** Opening DATA SECTION block **

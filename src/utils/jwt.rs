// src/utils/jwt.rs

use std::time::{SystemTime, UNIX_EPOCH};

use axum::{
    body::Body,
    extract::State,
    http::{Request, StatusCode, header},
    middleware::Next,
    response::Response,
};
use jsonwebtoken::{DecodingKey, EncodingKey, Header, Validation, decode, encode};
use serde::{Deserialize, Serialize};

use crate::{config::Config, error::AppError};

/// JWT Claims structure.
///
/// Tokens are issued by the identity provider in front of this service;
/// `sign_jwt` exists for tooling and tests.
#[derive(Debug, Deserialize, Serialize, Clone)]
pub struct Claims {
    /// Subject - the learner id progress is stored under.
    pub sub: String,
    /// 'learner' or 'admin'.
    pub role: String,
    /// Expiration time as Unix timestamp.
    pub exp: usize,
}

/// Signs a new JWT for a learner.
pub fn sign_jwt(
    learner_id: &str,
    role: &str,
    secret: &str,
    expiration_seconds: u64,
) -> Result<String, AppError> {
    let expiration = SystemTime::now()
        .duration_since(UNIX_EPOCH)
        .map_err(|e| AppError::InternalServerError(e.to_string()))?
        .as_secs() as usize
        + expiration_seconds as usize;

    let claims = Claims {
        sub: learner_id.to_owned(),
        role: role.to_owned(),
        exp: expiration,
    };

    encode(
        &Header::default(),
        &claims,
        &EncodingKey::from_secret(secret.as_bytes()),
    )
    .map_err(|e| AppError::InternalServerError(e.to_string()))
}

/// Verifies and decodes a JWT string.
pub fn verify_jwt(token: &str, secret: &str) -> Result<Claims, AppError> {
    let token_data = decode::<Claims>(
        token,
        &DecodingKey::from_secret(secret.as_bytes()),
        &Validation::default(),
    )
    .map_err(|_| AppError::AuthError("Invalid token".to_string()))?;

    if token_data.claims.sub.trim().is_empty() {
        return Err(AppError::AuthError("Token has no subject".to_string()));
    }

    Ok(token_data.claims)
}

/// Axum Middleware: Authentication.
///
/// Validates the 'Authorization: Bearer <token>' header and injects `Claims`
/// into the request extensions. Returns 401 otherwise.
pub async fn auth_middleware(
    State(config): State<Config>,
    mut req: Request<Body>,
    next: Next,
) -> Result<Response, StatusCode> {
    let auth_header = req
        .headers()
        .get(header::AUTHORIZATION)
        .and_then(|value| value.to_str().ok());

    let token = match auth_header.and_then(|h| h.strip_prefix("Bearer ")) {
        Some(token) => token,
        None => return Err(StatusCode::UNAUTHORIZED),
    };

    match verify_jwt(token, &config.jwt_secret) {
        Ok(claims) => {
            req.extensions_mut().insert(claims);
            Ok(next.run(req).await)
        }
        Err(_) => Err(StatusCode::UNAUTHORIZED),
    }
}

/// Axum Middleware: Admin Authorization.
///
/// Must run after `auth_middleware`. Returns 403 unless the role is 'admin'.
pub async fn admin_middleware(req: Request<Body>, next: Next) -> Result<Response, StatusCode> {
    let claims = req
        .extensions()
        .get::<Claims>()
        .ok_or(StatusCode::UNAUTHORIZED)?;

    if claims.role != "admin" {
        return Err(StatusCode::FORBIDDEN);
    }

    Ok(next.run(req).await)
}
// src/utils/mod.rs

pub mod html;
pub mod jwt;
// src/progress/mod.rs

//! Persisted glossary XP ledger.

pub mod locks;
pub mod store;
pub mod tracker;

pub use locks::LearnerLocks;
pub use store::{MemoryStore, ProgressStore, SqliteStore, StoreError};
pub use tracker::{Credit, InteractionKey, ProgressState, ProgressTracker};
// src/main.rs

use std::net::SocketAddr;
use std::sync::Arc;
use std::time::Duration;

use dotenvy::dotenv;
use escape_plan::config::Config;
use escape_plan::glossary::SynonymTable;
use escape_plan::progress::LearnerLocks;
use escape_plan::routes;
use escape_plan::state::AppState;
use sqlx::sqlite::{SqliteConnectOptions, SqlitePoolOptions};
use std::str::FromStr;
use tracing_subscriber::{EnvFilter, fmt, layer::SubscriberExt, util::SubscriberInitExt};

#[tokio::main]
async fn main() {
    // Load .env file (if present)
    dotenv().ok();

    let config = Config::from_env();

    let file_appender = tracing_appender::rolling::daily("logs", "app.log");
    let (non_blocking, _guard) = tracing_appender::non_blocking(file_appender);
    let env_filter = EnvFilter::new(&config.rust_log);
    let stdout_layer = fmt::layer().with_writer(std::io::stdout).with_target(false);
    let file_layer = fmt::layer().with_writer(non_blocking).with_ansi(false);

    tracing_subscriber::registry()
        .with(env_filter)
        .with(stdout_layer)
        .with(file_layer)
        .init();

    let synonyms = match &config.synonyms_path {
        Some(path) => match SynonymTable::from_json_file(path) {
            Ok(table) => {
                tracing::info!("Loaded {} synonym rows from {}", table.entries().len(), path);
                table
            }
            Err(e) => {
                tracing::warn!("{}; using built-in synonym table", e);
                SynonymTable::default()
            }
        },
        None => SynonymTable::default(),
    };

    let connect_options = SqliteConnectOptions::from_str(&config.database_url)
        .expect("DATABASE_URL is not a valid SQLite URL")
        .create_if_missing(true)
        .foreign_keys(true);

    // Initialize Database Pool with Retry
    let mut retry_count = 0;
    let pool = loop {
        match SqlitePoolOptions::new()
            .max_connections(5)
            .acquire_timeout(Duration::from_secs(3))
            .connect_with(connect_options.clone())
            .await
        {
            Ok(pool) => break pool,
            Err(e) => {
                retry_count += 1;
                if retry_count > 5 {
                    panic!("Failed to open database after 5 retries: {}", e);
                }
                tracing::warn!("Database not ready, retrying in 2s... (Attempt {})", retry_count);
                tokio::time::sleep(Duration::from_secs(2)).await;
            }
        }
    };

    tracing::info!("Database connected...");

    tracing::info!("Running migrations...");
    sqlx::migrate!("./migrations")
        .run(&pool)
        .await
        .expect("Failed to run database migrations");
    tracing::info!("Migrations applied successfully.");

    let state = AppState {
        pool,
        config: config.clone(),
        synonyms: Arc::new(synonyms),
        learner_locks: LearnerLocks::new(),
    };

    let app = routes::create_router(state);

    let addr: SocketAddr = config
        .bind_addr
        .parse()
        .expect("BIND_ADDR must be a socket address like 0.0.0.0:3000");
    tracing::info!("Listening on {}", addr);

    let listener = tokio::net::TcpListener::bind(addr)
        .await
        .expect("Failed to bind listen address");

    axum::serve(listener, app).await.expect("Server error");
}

** Closing DATA SECTION block **

▸ **ACTIVITY**
Exact copies of all the entries above are to be printed.

▸ **YOUR SOLUTION**
filename src/utils/jwt.rs
// src/utils/jwt.rs

use std::time::{SystemTime, UNIX_EPOCH};

use axum::{
    body::Body,
    extract::State,
    http::{Request, StatusCode, header},
    middleware::Next,
    response::Response,
};
use jsonwebtoken::{DecodingKey, EncodingKey, Header, Validation, decode, encode};
use serde::{Deserialize, Serialize};

use crate::{config::Config, error::AppError};

/// JWT Claims structure.
///
/// Tokens are issued by the identity provider in front of this service;
/// `sign_jwt` exists for tooling and tests.
#[derive(Debug, Deserialize, Serialize, Clone)]
pub struct Claims {
    /// Subject - the learner id progress is stored under.
    pub sub: String,
    /// 'learner' or 'admin'.
    pub role: String,
    /// Expiration time as Unix timestamp.
    pub exp: usize,
}

/// Signs a new JWT for a learner.
pub fn sign_jwt(
    learner_id: &str,
    role: &str,
    secret: &str,
    expiration_seconds: u64,
) -> Result<String, AppError> {
    let expiration = SystemTime::now()
        .duration_since(UNIX_EPOCH)
        .map_err(|e| AppError::InternalServerError(e.to_string()))?
        .as_secs() as usize
        + expiration_seconds as usize;

    let claims = Claims {
        sub: learner_id.to_owned(),
        role: role.to_owned(),
        exp: expiration,
    };

    encode(
        &Header::default(),
        &claims,
        &EncodingKey::from_secret(secret.as_bytes()),
    )
    .map_err(|e| AppError::InternalServerError(e.to_string()))
}

/// Verifies and decodes a JWT string.
pub fn verify_jwt(token: &str, secret: &str) -> Result<Claims, AppError> {
    let token_data = decode::<Claims>(
        token,
        &DecodingKey::from_secret(secret.as_bytes()),
        &Validation::default(),
    )
    .map_err(|_| AppError::AuthError("Invalid token".to_string()))?;

    if token_data.claims.sub.trim().is_empty() {
        return Err(AppError::AuthError("Token has no subject".to_string()));
    }

    Ok(token_data.claims)
}

/// Axum Middleware: Authentication.
///
/// Validates the 'Authorization: Bearer <token>' header and injects `Claims`
/// into the request extensions. Returns 401 otherwise.
pub async fn auth_middleware(
    State(config): State<Config>,
    mut req: Request<Body>,
    next: Next,
) -> Result<Response, StatusCode> {
    let auth_header = req
        .headers()
        .get(header::AUTHORIZATION)
        .and_then(|value| value.to_str().ok());

    let token = match auth_header.and_then(|h| h.strip_prefix("Bearer ")) {
        Some(token) => token,
        None => return Err(StatusCode::UNAUTHORIZED),
    };

    match verify_jwt(token, &config.jwt_secret) {
        Ok(claims) => {
            req.extensions_mut().insert(claims);
            Ok(next.run(req).await)
        }
        Err(_) => Err(StatusCode::UNAUTHORIZED),
    }
}

/// Axum Middleware: Admin Authorization.
///
/// Must run after `auth_middleware`. Returns 403 unless the role is 'admin'.
pub async fn admin_middleware(req: Request<Body>, next: Next) -> Result<Response, StatusCode> {
    let claims = req
        .extensions()
        .get::<Claims>()
        .ok_or(StatusCode::UNAUTHORIZED)?;

    if claims.role != "admin" {
        return Err(StatusCode::FORBIDDEN);
    }

    Ok(next.run(req).await)
}
// src/utils/mod.rs

pub mod html;
pub mod jwt;
// src/progress/mod.rs

//! Persisted glossary XP ledger.

pub mod locks;
pub mod store;
pub mod tracker;

pub use locks::LearnerLocks;
pub use store::{MemoryStore, ProgressStore, SqliteStore, StoreError};
pub use tracker::{Credit, InteractionKey, ProgressState, ProgressTracker};
// src/main.rs

use std::net::SocketAddr;
use std::sync::Arc;
use std::time::Duration;

use dotenvy::dotenv;
use escape_plan::config::Config;
use escape_plan::glossary::SynonymTable;
use escape_plan::progress::LearnerLocks;
use escape_plan::routes;
use escape_plan::state::AppState;
use sqlx::sqlite::{SqliteConnectOptions, SqlitePoolOptions};
use std::str::FromStr;
use tracing_subscriber::{EnvFilter, fmt, layer::SubscriberExt, util::SubscriberInitExt};

#[tokio::main]
async fn main() {
    // Load .env file (if present)
    dotenv().ok();

    let config = Config::from_env();

    let file_appender = tracing_appender::rolling::daily("logs", "app.log");
    let (non_blocking, _guard) = tracing_appender::non_blocking(file_appender);
    let env_filter = EnvFilter::new(&config.rust_log);
    let stdout_layer = fmt::layer().with_writer(std::io::stdout).with_target(false);
    let file_layer = fmt::layer().with_writer(non_blocking).with_ansi(false);

    tracing_subscriber::registry()
        .with(env_filter)
        .with(stdout_layer)
        .with(file_layer)
        .init();

    let synonyms = match &config.synonyms_path {
        Some(path) => match SynonymTable::from_json_file(path) {
            Ok(table) => {
                tracing::info!("Loaded {} synonym rows from {}", table.entries().len(), path);
                table
            }
            Err(e) => {
                tracing::warn!("{}; using built-in synonym table", e);
                SynonymTable::default()
            }
        },
        None => SynonymTable::default(),
    };

    let connect_options = SqliteConnectOptions::from_str(&config.database_url)
        .expect("DATABASE_URL is not a valid SQLite URL")
        .create_if_missing(true)
        .foreign_keys(true);

    // Initialize Database Pool with Retry
    let mut retry_count = 0;
    let pool = loop {
        match SqlitePoolOptions::new()
            .max_connections(5)
            .acquire_timeout(Duration::from_secs(3))
            .connect_with(connect_options.clone())
            .await
        {
            Ok(pool) => break pool,
            Err(e) => {
                retry_count += 1;
                if retry_count > 5 {
                    panic!("Failed to open database after 5 retries: {}", e);
                }
                tracing::warn!("Database not ready, retrying in 2s... (Attempt {})", retry_count);
                tokio::time::sleep(Duration::from_secs(2)).await;
            }
        }
    };

    tracing::info!("Database connected...");

    tracing::info!("Running migrations...");
    sqlx::migrate!("./migrations")
        .run(&pool)
        .await
        .expect("Failed to run database migrations");
    tracing::info!("Migrations applied successfully.");

    let state = AppState {
        pool,
        config: config.clone(),
        synonyms: Arc::new(synonyms),
        learner_locks: LearnerLocks::new(),
    };

    let app = routes::create_router(state);

    let addr: SocketAddr = config
        .bind_addr
        .parse()
        .expect("BIND_ADDR must be a socket address like 0.0.0.0:3000");
    tracing::info!("Listening on {}", addr);

    let listener = tokio::net::TcpListener::bind(addr)
        .await
        .expect("Failed to bind listen address");

    axum::serve(listener, app).await.expect("Server error");
}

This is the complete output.